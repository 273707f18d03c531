use crate::utils::error::{Result, ScoutError};
use std::collections::HashSet;
use url::Url;

pub trait Validate {
    fn validate(&self) -> Result<()>;
}

pub fn validate_url(field_name: &str, url_str: &str) -> Result<()> {
    if url_str.is_empty() {
        return Err(ScoutError::InvalidConfigValueError {
            field: field_name.to_string(),
            value: url_str.to_string(),
            reason: "URL cannot be empty".to_string(),
        });
    }

    match Url::parse(url_str) {
        Ok(url) => match url.scheme() {
            "http" | "https" => Ok(()),
            scheme => Err(ScoutError::InvalidConfigValueError {
                field: field_name.to_string(),
                value: url_str.to_string(),
                reason: format!("Unsupported URL scheme: {}", scheme),
            }),
        },
        Err(e) => Err(ScoutError::InvalidConfigValueError {
            field: field_name.to_string(),
            value: url_str.to_string(),
            reason: format!("Invalid URL format: {}", e),
        }),
    }
}

pub fn validate_path(field_name: &str, path: &str) -> Result<()> {
    if path.is_empty() {
        return Err(ScoutError::InvalidConfigValueError {
            field: field_name.to_string(),
            value: path.to_string(),
            reason: "Path cannot be empty".to_string(),
        });
    }

    if path.contains('\0') {
        return Err(ScoutError::InvalidConfigValueError {
            field: field_name.to_string(),
            value: path.to_string(),
            reason: "Path contains null bytes".to_string(),
        });
    }

    Ok(())
}

pub fn validate_non_empty_string(field_name: &str, value: &str) -> Result<()> {
    if value.trim().is_empty() {
        return Err(ScoutError::InvalidConfigValueError {
            field: field_name.to_string(),
            value: value.to_string(),
            reason: "Value cannot be empty or whitespace-only".to_string(),
        });
    }
    Ok(())
}

pub fn validate_range<T: PartialOrd + std::fmt::Display + Copy>(
    field_name: &str,
    value: T,
    min: T,
    max: T,
) -> Result<()> {
    if value < min || value > max {
        return Err(ScoutError::InvalidConfigValueError {
            field: field_name.to_string(),
            value: value.to_string(),
            reason: format!("Value must be between {} and {}", min, max),
        });
    }
    Ok(())
}

pub fn validate_file_extensions(
    field_name: &str,
    files: &[String],
    allowed_extensions: &[&str],
) -> Result<()> {
    let allowed_set: HashSet<&str> = allowed_extensions.iter().copied().collect();

    for file in files {
        if let Some(extension) = std::path::Path::new(file)
            .extension()
            .and_then(|ext| ext.to_str())
        {
            if !allowed_set.contains(extension) {
                return Err(ScoutError::InvalidConfigValueError {
                    field: field_name.to_string(),
                    value: file.clone(),
                    reason: format!(
                        "Unsupported file extension: {}. Allowed extensions: {}",
                        extension,
                        allowed_extensions.join(", ")
                    ),
                });
            }
        } else {
            return Err(ScoutError::InvalidConfigValueError {
                field: field_name.to_string(),
                value: file.clone(),
                reason: "File has no extension or invalid filename".to_string(),
            });
        }
    }

    Ok(())
}

#[cfg(test)]
mod tests {
    use super::*;

    #[test]
    fn test_validate_url() {
        assert!(validate_url("search_endpoint", "https://www.google.com/search").is_ok());
        assert!(validate_url("search_endpoint", "http://example.com").is_ok());
        assert!(validate_url("search_endpoint", "").is_err());
        assert!(validate_url("search_endpoint", "invalid-url").is_err());
        assert!(validate_url("search_endpoint", "ftp://example.com").is_err());
    }

    #[test]
    fn test_validate_range() {
        assert!(validate_range("request_timeout_secs", 30u64, 1, 300).is_ok());
        assert!(validate_range("request_timeout_secs", 0u64, 1, 300).is_err());
        assert!(validate_range("request_timeout_secs", 301u64, 1, 300).is_err());
    }

    #[test]
    fn test_validate_file_extensions() {
        let files = vec!["phones.csv".to_string()];
        assert!(validate_file_extensions("input_file", &files, &["csv", "txt"]).is_ok());

        let invalid_files = vec!["phones.xlsx".to_string()];
        assert!(validate_file_extensions("input_file", &invalid_files, &["csv", "txt"]).is_err());

        let no_extension = vec!["phones".to_string()];
        assert!(validate_file_extensions("input_file", &no_extension, &["csv", "txt"]).is_err());
    }

    #[test]
    fn test_validate_non_empty_string() {
        assert!(validate_non_empty_string("language", "de").is_ok());
        assert!(validate_non_empty_string("language", "  ").is_err());
    }
}
use serde::Deserialize;
use std::fs::File;
use std::path::Path;

use crate::domain::model::PhoneQuery;
use crate::utils::error::Result;

/// Fallback lookup list used when no input file is given.
const DEFAULT_PHONES: &[&str] = &[
    "Samsung Galaxy S20",
    "Samsung Galaxy Note 10",
    "Google Pixel 4",
    "Google Pixel 4 XL",
    "Huawei P30 Pro",
    "OnePlus 7T",
    "Xiaomi Mi 10",
    "Sony Xperia 1 II",
];

#[derive(Debug, Deserialize)]
struct QueryRow {
    #[serde(
        rename = "phone",
        alias = "model",
        alias = "model_name",
        alias = "name"
    )]
    phone: String,
}

pub fn builtin_queries() -> Vec<PhoneQuery> {
    DEFAULT_PHONES
        .iter()
        .filter_map(|name| PhoneQuery::new(*name).ok())
        .collect()
}

/// Loads phone names from a `.csv` file (header row with a `phone`-like
/// column) or a plain-text file (one name per line). Blank and unusable
/// rows are skipped with a warning; the row order is preserved.
pub fn load_queries(path: &Path) -> Result<Vec<PhoneQuery>> {
    let is_csv = matches!(
        path.extension().and_then(|ext| ext.to_str()),
        Some("csv")
    );
    if is_csv {
        load_csv(path)
    } else {
        load_lines(path)
    }
}

fn load_csv(path: &Path) -> Result<Vec<PhoneQuery>> {
    let file = File::open(path)?;
    let mut reader = csv::ReaderBuilder::new()
        .trim(csv::Trim::All)
        .from_reader(file);

    let mut queries = Vec::new();
    for result in reader.deserialize::<QueryRow>() {
        match result {
            Ok(row) => match PhoneQuery::new(row.phone) {
                Ok(query) => queries.push(query),
                Err(_) => tracing::warn!("Skipping row with empty phone name in {:?}", path),
            },
            Err(e) => tracing::warn!("Skipping unreadable row in {:?}: {}", path, e),
        }
    }

    tracing::info!("Loaded {} phone names from CSV {:?}", queries.len(), path);
    Ok(queries)
}

fn load_lines(path: &Path) -> Result<Vec<PhoneQuery>> {
    let content = std::fs::read_to_string(path)?;
    let queries: Vec<PhoneQuery> = content
        .lines()
        .filter_map(|line| PhoneQuery::new(line).ok())
        .collect();

    tracing::info!("Loaded {} phone names from {:?}", queries.len(), path);
    Ok(queries)
}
------------------------------------------------------------------------
Task to carry out: Where does the string "Loaded" occur in the data above? Copy every line that holds it.

Task result:
    tracing::info!("Loaded {} phone names from CSV {:?}", queries.len(), path);
    tracing::info!("Loaded {} phone names from {:?}", queries.len(), path);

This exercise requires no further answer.